=== What the exercise asks ===
Looking at the records below, state how many lines include the string "query" and add nothing further.

=== Section Start ===

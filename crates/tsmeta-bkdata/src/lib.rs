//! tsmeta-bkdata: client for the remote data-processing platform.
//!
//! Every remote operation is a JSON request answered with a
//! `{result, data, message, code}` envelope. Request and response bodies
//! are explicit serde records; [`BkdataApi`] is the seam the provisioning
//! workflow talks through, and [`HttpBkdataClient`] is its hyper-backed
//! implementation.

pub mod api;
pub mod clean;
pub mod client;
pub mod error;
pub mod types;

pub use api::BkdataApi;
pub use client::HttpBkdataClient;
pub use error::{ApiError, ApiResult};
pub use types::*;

=== Section End ===
=== Section Start ===

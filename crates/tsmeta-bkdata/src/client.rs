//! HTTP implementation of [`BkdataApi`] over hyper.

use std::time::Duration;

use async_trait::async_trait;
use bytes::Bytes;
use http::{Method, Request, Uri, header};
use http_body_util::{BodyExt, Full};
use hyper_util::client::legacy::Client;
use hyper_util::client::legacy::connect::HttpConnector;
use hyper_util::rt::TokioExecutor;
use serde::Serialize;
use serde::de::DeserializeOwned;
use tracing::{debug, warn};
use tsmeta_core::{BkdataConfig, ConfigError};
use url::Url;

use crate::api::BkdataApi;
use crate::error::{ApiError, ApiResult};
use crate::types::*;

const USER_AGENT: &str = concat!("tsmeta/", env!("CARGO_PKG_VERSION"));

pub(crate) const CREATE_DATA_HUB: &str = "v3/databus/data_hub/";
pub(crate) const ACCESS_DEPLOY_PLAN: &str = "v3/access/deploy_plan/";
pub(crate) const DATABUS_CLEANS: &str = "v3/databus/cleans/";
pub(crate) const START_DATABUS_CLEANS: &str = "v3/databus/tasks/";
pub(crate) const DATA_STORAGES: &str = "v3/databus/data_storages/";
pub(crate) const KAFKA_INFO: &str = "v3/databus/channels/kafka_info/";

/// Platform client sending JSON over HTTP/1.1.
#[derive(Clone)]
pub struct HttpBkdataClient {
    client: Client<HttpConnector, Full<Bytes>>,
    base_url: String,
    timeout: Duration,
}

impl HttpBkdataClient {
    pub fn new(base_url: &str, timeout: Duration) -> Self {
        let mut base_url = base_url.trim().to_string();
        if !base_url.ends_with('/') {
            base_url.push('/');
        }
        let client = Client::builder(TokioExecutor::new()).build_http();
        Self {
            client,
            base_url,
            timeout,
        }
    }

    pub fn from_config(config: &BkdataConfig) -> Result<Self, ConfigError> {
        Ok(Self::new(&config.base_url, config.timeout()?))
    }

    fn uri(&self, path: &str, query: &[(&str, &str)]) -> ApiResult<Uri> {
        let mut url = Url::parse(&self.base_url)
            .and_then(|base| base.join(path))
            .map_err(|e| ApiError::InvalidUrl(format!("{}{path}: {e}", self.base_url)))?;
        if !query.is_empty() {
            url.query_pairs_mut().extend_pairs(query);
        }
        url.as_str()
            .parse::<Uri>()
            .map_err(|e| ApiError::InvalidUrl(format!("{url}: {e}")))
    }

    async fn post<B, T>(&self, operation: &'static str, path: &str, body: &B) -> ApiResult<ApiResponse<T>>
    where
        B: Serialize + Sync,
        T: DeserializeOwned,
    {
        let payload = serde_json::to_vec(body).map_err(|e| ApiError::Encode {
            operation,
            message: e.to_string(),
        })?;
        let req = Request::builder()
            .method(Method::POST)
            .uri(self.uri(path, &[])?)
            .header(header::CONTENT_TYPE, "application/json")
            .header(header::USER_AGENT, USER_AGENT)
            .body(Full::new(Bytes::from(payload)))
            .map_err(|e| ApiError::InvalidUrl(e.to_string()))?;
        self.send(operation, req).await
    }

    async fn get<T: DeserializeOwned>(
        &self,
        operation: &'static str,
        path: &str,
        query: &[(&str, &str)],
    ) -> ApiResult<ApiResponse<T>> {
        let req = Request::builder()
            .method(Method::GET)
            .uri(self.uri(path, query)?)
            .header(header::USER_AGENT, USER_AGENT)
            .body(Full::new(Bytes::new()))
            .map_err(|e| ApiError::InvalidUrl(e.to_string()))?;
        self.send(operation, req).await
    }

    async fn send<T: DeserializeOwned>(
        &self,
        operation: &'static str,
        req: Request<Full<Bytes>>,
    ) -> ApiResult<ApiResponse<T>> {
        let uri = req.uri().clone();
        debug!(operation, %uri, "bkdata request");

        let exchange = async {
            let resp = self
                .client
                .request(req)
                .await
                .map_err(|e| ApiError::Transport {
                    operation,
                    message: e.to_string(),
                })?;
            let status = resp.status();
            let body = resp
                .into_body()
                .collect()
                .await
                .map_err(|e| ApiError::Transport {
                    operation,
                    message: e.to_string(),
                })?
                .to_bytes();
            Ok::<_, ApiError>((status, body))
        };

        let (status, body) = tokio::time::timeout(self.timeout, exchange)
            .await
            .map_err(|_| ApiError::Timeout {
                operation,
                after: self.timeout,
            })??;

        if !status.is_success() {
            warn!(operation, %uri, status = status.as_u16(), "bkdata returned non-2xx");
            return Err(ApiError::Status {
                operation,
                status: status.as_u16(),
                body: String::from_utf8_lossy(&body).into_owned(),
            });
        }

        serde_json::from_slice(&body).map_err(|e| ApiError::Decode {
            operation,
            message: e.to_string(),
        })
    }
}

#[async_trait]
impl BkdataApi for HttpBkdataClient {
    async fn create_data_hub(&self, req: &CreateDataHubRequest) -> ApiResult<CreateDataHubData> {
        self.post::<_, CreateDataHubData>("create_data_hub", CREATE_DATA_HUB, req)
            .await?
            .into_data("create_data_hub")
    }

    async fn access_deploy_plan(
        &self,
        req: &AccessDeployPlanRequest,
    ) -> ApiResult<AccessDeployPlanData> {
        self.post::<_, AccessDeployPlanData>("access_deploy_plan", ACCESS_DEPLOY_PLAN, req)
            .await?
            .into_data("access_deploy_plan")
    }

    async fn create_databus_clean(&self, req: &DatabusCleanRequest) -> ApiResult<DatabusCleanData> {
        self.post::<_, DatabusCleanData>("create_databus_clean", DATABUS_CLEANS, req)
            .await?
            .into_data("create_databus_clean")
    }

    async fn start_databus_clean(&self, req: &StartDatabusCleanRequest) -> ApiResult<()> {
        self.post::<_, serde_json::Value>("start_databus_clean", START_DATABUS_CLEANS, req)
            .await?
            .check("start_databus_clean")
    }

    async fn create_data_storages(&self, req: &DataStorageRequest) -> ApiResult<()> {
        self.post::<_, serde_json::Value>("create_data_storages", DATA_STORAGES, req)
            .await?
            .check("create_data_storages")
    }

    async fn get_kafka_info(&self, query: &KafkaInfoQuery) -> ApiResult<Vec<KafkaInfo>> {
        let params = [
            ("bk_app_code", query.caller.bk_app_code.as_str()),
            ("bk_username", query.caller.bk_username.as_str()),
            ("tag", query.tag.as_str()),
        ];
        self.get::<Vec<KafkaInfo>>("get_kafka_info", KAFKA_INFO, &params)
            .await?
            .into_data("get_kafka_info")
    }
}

=== Section End ===
=== Section Start ===

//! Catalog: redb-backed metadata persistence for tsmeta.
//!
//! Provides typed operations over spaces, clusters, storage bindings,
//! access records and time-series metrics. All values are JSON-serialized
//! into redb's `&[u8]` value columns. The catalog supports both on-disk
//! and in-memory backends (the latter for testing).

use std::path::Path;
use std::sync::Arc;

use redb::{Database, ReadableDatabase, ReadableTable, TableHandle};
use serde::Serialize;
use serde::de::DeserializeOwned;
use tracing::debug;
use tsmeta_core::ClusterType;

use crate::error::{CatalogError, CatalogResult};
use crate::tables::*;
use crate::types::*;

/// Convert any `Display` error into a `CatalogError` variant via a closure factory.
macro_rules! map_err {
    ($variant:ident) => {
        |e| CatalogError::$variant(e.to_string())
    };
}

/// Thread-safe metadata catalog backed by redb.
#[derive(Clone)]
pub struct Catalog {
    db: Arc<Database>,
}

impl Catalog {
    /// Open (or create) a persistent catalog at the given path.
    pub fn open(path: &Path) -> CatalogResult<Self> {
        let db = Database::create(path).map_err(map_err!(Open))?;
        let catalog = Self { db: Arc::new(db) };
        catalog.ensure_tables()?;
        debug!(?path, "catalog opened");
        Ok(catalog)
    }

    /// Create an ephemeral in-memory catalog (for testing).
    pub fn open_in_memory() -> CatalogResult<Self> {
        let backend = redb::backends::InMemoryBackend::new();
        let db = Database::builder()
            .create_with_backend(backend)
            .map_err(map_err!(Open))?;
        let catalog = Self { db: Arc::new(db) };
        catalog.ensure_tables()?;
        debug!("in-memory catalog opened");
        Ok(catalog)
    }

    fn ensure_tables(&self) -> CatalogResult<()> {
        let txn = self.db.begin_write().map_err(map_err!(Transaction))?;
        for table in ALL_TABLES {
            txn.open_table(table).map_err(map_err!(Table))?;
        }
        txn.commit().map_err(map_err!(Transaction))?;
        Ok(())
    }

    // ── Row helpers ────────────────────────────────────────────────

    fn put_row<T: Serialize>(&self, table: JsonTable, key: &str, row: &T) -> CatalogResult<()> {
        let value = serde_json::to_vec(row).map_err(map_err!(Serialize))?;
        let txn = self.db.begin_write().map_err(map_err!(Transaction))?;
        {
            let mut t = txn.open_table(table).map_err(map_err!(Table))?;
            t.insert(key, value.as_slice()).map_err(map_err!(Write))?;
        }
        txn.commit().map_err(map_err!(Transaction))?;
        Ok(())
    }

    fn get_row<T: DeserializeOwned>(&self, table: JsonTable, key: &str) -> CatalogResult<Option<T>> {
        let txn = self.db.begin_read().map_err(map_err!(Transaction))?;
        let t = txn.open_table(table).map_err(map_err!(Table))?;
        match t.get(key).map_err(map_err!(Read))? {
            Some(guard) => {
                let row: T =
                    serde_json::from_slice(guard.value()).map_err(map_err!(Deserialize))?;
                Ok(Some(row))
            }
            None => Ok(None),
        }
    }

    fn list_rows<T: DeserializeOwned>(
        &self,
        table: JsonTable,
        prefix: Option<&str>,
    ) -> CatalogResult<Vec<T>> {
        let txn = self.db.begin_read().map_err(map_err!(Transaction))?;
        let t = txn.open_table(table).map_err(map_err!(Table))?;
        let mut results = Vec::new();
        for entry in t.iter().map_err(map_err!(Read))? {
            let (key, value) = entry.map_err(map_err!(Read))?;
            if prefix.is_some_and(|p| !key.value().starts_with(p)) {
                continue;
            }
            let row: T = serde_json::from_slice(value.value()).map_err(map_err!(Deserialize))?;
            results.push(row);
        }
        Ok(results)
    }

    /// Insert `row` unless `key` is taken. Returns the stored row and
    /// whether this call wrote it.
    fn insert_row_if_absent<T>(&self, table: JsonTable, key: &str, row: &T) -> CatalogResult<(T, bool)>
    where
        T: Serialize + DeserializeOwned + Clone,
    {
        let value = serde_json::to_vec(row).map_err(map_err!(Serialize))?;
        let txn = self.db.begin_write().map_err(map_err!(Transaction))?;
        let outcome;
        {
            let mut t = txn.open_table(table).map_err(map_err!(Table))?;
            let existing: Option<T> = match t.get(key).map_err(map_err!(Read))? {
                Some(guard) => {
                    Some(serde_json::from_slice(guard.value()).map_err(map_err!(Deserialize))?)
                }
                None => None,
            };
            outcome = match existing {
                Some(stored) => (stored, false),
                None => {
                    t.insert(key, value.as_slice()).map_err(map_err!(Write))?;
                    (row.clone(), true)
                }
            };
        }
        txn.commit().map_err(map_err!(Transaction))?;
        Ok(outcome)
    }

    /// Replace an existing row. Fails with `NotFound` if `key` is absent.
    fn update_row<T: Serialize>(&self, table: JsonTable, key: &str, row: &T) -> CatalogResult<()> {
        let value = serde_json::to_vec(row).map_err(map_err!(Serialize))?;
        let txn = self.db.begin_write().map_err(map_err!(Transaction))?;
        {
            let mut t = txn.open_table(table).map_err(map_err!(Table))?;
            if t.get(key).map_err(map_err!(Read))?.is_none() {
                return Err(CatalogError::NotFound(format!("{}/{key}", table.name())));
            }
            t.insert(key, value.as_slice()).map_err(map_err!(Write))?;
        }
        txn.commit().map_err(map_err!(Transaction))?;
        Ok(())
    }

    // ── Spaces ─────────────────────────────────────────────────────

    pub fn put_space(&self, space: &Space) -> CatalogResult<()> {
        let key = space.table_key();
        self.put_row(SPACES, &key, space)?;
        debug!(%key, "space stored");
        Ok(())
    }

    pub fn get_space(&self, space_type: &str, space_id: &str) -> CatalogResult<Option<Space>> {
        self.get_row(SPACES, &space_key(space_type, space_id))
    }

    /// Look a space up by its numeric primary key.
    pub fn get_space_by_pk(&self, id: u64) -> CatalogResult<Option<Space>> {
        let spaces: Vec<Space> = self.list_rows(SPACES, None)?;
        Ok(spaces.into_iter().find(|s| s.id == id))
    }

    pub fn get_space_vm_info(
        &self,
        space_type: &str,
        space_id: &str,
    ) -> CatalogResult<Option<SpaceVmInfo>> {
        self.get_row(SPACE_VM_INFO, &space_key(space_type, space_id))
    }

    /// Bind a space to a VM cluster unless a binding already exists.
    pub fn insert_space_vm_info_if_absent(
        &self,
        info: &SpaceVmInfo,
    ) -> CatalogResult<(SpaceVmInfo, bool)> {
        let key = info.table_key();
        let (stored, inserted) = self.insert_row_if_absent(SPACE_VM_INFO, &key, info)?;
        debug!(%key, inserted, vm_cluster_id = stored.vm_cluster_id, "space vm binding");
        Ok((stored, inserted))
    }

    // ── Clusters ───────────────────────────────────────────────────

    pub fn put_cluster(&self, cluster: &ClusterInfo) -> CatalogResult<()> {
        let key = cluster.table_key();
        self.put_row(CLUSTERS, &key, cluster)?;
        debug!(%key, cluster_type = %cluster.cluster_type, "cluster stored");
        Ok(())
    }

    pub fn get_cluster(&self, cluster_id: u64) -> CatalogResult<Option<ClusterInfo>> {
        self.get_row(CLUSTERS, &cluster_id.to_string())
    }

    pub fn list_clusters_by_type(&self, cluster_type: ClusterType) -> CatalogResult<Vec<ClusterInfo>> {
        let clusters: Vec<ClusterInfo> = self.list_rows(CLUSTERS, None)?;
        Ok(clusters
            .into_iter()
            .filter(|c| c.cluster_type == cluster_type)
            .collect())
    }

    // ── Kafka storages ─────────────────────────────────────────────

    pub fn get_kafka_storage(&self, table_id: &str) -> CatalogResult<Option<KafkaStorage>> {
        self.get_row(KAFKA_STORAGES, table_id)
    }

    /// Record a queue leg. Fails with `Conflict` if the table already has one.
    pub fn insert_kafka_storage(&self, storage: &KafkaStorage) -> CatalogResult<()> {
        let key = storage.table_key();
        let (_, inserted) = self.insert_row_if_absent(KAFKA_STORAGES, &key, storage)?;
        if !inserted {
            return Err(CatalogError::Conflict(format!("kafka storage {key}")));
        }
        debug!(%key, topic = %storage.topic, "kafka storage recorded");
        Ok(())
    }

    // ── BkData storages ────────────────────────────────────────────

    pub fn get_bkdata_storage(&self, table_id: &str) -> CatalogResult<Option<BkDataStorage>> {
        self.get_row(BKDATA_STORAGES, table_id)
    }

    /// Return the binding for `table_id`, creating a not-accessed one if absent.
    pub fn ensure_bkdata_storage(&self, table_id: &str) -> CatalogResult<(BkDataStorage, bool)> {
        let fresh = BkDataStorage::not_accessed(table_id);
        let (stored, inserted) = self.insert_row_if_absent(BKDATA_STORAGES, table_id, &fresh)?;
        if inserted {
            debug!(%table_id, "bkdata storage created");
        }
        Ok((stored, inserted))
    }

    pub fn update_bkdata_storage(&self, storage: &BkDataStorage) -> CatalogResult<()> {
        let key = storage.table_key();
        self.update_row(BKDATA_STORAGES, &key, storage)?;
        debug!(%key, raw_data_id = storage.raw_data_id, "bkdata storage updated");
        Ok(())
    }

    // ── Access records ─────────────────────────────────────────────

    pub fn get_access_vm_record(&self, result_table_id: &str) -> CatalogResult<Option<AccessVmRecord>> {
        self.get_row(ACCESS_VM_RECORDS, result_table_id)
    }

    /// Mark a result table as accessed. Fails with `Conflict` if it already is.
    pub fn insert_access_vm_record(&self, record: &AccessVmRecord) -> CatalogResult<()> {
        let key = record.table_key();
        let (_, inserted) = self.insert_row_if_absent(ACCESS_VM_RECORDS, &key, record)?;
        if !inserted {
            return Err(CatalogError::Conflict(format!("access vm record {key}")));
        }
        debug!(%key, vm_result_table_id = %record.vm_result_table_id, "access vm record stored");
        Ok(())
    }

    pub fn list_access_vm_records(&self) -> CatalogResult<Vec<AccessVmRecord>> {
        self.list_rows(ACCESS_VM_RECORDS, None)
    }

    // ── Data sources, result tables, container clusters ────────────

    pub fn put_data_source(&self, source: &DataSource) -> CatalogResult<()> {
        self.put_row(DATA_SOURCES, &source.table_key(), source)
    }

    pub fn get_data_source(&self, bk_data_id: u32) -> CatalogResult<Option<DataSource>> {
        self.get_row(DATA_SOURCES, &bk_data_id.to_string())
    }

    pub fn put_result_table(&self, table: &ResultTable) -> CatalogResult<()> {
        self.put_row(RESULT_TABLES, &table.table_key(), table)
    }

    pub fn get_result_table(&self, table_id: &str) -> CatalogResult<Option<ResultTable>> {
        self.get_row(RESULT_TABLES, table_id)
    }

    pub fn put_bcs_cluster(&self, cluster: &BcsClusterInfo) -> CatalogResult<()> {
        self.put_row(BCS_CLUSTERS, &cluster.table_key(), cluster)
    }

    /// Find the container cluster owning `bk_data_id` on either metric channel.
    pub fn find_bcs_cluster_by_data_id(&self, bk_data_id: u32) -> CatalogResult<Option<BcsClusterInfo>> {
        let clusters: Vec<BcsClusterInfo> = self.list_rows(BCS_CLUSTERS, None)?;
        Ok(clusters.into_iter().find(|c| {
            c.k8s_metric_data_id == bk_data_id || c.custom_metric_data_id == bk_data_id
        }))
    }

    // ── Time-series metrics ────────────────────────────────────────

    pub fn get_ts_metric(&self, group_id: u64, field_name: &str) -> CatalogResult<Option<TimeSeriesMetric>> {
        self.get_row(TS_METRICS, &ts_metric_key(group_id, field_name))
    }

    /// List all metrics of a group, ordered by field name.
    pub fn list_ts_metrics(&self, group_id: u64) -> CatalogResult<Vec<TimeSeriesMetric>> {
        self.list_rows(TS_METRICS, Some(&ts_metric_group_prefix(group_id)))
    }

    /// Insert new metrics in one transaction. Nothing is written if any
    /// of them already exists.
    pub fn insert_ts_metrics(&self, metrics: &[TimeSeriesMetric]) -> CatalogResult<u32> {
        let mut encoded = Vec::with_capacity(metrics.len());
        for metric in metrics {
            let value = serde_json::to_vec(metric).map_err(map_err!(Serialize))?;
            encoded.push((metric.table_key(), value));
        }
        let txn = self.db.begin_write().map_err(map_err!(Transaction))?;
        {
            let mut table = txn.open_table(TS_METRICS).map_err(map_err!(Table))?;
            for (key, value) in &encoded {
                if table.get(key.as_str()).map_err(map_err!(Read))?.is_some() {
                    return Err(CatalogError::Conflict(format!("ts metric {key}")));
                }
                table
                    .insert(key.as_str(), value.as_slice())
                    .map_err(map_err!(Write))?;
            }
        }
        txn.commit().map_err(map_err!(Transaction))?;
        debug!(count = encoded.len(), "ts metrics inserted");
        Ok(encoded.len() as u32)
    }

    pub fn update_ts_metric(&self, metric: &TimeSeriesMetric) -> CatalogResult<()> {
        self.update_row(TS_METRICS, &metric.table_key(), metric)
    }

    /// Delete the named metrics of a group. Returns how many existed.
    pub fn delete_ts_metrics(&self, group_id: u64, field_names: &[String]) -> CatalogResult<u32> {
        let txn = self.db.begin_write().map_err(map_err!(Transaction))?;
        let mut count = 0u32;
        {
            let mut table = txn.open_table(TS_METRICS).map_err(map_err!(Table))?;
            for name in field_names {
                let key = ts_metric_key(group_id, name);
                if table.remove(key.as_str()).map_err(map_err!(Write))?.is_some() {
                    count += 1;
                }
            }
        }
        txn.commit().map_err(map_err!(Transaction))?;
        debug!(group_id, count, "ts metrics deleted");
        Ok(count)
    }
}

=== Section End ===

=== Exercise output ===
9